-- Exercise directions --
In the records below, find every line that contains "match" and list it.
━━━━━ Data supplied
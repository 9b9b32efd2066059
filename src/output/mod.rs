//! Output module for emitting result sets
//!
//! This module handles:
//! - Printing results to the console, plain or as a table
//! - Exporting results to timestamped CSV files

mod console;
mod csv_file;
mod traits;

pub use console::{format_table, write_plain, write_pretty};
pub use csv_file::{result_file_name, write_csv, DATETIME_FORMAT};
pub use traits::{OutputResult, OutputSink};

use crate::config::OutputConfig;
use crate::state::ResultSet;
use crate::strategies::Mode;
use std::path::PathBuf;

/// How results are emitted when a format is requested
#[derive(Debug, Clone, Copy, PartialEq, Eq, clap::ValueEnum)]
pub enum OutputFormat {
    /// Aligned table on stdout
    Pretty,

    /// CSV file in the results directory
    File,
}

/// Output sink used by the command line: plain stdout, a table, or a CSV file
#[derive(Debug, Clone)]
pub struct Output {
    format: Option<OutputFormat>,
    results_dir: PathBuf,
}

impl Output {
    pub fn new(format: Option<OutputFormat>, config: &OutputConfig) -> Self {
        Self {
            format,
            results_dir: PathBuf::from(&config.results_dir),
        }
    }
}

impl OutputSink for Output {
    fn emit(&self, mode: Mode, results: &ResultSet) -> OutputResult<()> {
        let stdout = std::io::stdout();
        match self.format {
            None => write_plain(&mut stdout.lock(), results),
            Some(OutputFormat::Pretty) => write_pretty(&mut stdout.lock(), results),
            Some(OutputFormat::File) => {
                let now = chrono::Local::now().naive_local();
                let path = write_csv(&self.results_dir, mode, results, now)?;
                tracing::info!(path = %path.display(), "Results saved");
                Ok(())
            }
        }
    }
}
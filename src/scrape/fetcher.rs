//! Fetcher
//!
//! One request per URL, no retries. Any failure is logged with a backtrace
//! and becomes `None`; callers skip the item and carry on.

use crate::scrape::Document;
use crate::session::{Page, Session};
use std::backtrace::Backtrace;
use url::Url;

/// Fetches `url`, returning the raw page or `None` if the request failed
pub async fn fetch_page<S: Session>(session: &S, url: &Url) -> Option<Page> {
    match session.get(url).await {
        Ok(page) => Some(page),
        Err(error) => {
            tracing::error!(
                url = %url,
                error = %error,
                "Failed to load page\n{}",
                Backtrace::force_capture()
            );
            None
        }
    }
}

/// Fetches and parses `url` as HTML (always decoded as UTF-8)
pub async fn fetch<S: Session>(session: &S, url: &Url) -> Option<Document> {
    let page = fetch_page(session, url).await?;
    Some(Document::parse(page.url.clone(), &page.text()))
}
━━━━━━━━━━
-- Expected output --
        match self.format {
    match session.get(url).await {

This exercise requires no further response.